◆ Activity
Find the lines below that contain the word "const" and count them. Only the number should be given.

+++ Material provided +++

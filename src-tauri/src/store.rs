use std::collections::HashSet;
use std::fs;
use std::path::{Path, PathBuf};

use anyhow::{Context, Result};
use serde::Serialize;
use serde_json::{Map, Value};

use crate::config::AppConfig;
use crate::instance::{InstanceRecord, NewInstance};

const PREFERENCES_FILE_NAME: &str = "preferences.json";
pub const INSTANCES_KEY: &str = "webViewerInstances";

/// A flat JSON key-value file standing in for the platform defaults
/// database. Unrelated keys are preserved on write.
pub struct PreferencesStore {
    path: PathBuf,
}

/// On-disk shape of one instance. Icon preferences are deliberately absent.
#[derive(Debug, Serialize)]
#[serde(rename_all = "camelCase")]
struct PersistedInstance<'a> {
    id: &'a str,
    url: &'a str,
    external_links: bool,
    width: u32,
    height: u32,
}

impl PreferencesStore {
    pub fn new(path: PathBuf) -> Self {
        Self { path }
    }

    pub fn in_dir(dir: &Path) -> Self {
        Self::new(dir.join(PREFERENCES_FILE_NAME))
    }

    pub fn path(&self) -> &Path {
        &self.path
    }

    fn read_all(&self) -> Result<Map<String, Value>> {
        if !self.path.exists() {
            return Ok(Map::new());
        }
        let contents = fs::read_to_string(&self.path)
            .with_context(|| format!("Failed to read preferences at {}", self.path.display()))?;
        match serde_json::from_str::<Value>(&contents)
            .with_context(|| "Malformed preferences JSON")?
        {
            Value::Object(map) => Ok(map),
            _ => anyhow::bail!("Preferences root is not an object"),
        }
    }

    pub fn get(&self, key: &str) -> Result<Option<Value>> {
        Ok(self.read_all()?.remove(key))
    }

    pub fn set(&self, key: &str, value: Value) -> Result<()> {
        let mut all = self.read_all().unwrap_or_else(|err| {
            log::warn!("Replacing unreadable preferences file: {err:#}");
            Map::new()
        });
        all.insert(key.to_string(), value);

        if let Some(parent) = self.path.parent() {
            fs::create_dir_all(parent).with_context(|| {
                format!(
                    "Failed to create preferences directory at {}",
                    parent.display()
                )
            })?;
        }
        let data = serde_json::to_string_pretty(&Value::Object(all))?;
        let staging = self.path.with_extension("json.tmp");
        fs::write(&staging, data)
            .with_context(|| format!("Failed to write preferences at {}", staging.display()))?;
        fs::rename(&staging, &self.path).with_context(|| {
            format!("Failed to replace preferences at {}", self.path.display())
        })?;
        Ok(())
    }

    /// Reads the persisted instance list. Entries without a string `id` and
    /// `url` are skipped, as are repeated ids.
    pub fn load(&self, config: &AppConfig) -> Vec<InstanceRecord> {
        let raw = match self.get(INSTANCES_KEY) {
            Ok(Some(value)) => value,
            Ok(None) => return Vec::new(),
            Err(err) => {
                log::warn!("Could not read saved instances: {err:#}");
                return Vec::new();
            }
        };
        let Value::Array(entries) = raw else {
            log::warn!("Saved instances are not a list, ignoring");
            return Vec::new();
        };

        let mut seen = HashSet::new();
        let mut records = Vec::with_capacity(entries.len());
        for (index, entry) in entries.iter().enumerate() {
            let Some(spec) = decode_entry(entry) else {
                log::warn!("Skipping saved instance #{index}: missing id or url");
                continue;
            };
            if !seen.insert(spec.id.clone()) {
                log::warn!("Skipping saved instance #{index}: duplicate id {}", spec.id);
                continue;
            }
            records.push(InstanceRecord::build(spec, config));
        }
        records
    }

    pub fn save(&self, records: &[InstanceRecord]) -> Result<()> {
        let persisted: Vec<PersistedInstance<'_>> = records
            .iter()
            .map(|record| PersistedInstance {
                id: &record.id,
                url: &record.target_url,
                external_links: record.open_links_externally,
                width: record.window_width,
                height: record.window_height,
            })
            .collect();
        self.set(INSTANCES_KEY, serde_json::to_value(persisted)?)
    }
}

fn decode_entry(entry: &Value) -> Option<NewInstance> {
    let object = entry.as_object()?;
    let id = object.get("id")?.as_str()?;
    let url = object.get("url")?.as_str()?;
    Some(NewInstance {
        id: id.to_string(),
        url: Some(url.to_string()),
        external_links: object.get("externalLinks").and_then(coerce_bool),
        width: object.get("width").and_then(coerce_dimension),
        height: object.get("height").and_then(coerce_dimension),
    })
}

fn coerce_bool(value: &Value) -> Option<bool> {
    match value {
        Value::Bool(flag) => Some(*flag),
        Value::Number(n) => n.as_i64().map(|n| n != 0),
        _ => None,
    }
}

/// Integers (or integral floats) greater than zero; anything else is unset.
fn coerce_dimension(value: &Value) -> Option<u32> {
    let n = value
        .as_i64()
        .or_else(|| value.as_f64().filter(|f| f.fract() == 0.0).map(|f| f as i64))?;
    u32::try_from(n).ok().filter(|n| *n > 0)
}

#[cfg(test)]
mod tests {
    use super::*;
    use serde_json::json;

    fn store_with(value: Value) -> (tempfile::TempDir, PreferencesStore) {
        let dir = tempfile::tempdir().unwrap();
        let store = PreferencesStore::in_dir(dir.path());
        store.set(INSTANCES_KEY, value).unwrap();
        (dir, store)
    }

    fn record(id: &str, url: &str, external: bool, width: u32, height: u32) -> InstanceRecord {
        let mut record = InstanceRecord::build(NewInstance::with_id(id), &AppConfig::default());
        record.target_url = url.into();
        record.open_links_externally = external;
        record.window_width = width;
        record.window_height = height;
        record
    }

    #[test]
    fn round_trip_preserves_persisted_fields() {
        let dir = tempfile::tempdir().unwrap();
        let store = PreferencesStore::in_dir(dir.path());
        let mut first = record("a", "https://a.example/", true, 400, 800);
        first.use_favicon = false;
        first.custom_icon_path = Some("/tmp/a.png".into());
        let saved = vec![
            first,
            record("b", "https://b.example/", false, 375, 667),
            record("c", "https://c.example/path?q=1", true, 1, 2),
        ];

        store.save(&saved).unwrap();
        let loaded = store.load(&AppConfig::default());

        assert_eq!(loaded.len(), 3);
        for (before, after) in saved.iter().zip(&loaded) {
            assert_eq!(before.id, after.id);
            assert_eq!(before.target_url, after.target_url);
            assert_eq!(before.open_links_externally, after.open_links_externally);
            assert_eq!(before.window_width, after.window_width);
            assert_eq!(before.window_height, after.window_height);
        }
        // Icon settings are session-only.
        assert!(loaded[0].use_favicon);
        assert_eq!(loaded[0].custom_icon_path, None);
    }

    #[test]
    fn missing_store_loads_nothing() {
        let dir = tempfile::tempdir().unwrap();
        let store = PreferencesStore::in_dir(dir.path());
        assert!(store.load(&AppConfig::default()).is_empty());
    }

    #[test]
    fn skips_entries_without_url_or_id() {
        let (_dir, store) = store_with(json!([
            { "id": "no-url", "externalLinks": true },
            { "url": "https://no-id.example/" },
            { "id": "ok", "url": "https://ok.example/" },
            "not an object",
        ]));

        let loaded = store.load(&AppConfig::default());
        assert_eq!(loaded.len(), 1);
        assert_eq!(loaded[0].id, "ok");
    }

    #[test]
    fn missing_and_mistyped_fields_default() {
        let (_dir, store) = store_with(json!([
            { "id": "a", "url": "https://a.example/" },
            { "id": "b", "url": "https://b.example/", "externalLinks": "yes", "width": -5, "height": "tall" },
            { "id": "c", "url": "https://c.example/", "externalLinks": 1, "width": 500.0, "height": 700 },
        ]));

        let loaded = store.load(&AppConfig::default());
        assert_eq!(loaded.len(), 3);
        assert!(!loaded[0].open_links_externally);
        assert_eq!((loaded[0].window_width, loaded[0].window_height), (375, 667));
        assert!(!loaded[1].open_links_externally);
        assert_eq!((loaded[1].window_width, loaded[1].window_height), (375, 667));
        assert!(loaded[2].open_links_externally);
        assert_eq!((loaded[2].window_width, loaded[2].window_height), (500, 700));
    }

    #[test]
    fn duplicate_ids_keep_the_first() {
        let (_dir, store) = store_with(json!([
            { "id": "a", "url": "https://first.example/" },
            { "id": "a", "url": "https://second.example/" },
        ]));

        let loaded = store.load(&AppConfig::default());
        assert_eq!(loaded.len(), 1);
        assert_eq!(loaded[0].target_url, "https://first.example/");
    }

    #[test]
    fn save_preserves_unrelated_keys() {
        let dir = tempfile::tempdir().unwrap();
        let store = PreferencesStore::in_dir(dir.path());
        store.set("somethingElse", json!({ "keep": true })).unwrap();

        store
            .save(&[record("a", "https://a.example/", false, 375, 667)])
            .unwrap();

        assert_eq!(store.get("somethingElse").unwrap(), Some(json!({ "keep": true })));
        let persisted = store.get(INSTANCES_KEY).unwrap().unwrap();
        assert_eq!(
            persisted,
            json!([{ "id": "a", "url": "https://a.example/", "externalLinks": false, "width": 375, "height": 667 }])
        );
    }

    #[test]
    fn malformed_file_loads_nothing() {
        let dir = tempfile::tempdir().unwrap();
        let store = PreferencesStore::in_dir(dir.path());
        fs::write(store.path(), "[oops").unwrap();
        assert!(store.load(&AppConfig::default()).is_empty());

        store
            .save(&[record("a", "https://a.example/", false, 375, 667)])
            .unwrap();
        assert_eq!(store.load(&AppConfig::default()).len(), 1);
    }
}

+++

◆ Expected answer
2